# [WHAT YOU NEED TO DO]
Make an exact copy of every record that follows.

RAW DATA Start Marker

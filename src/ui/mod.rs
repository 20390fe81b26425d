//! egui rendering: panels with the selectors and the plots.

pub mod panels;
pub mod plot;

RAW DATA End Marker

# [RESULT OF THIS TASK]
filename src/ui/mod.rs
repository 20390fe81b26425d
//! egui rendering: panels with the selectors and the plots.

pub mod panels;
pub mod plot;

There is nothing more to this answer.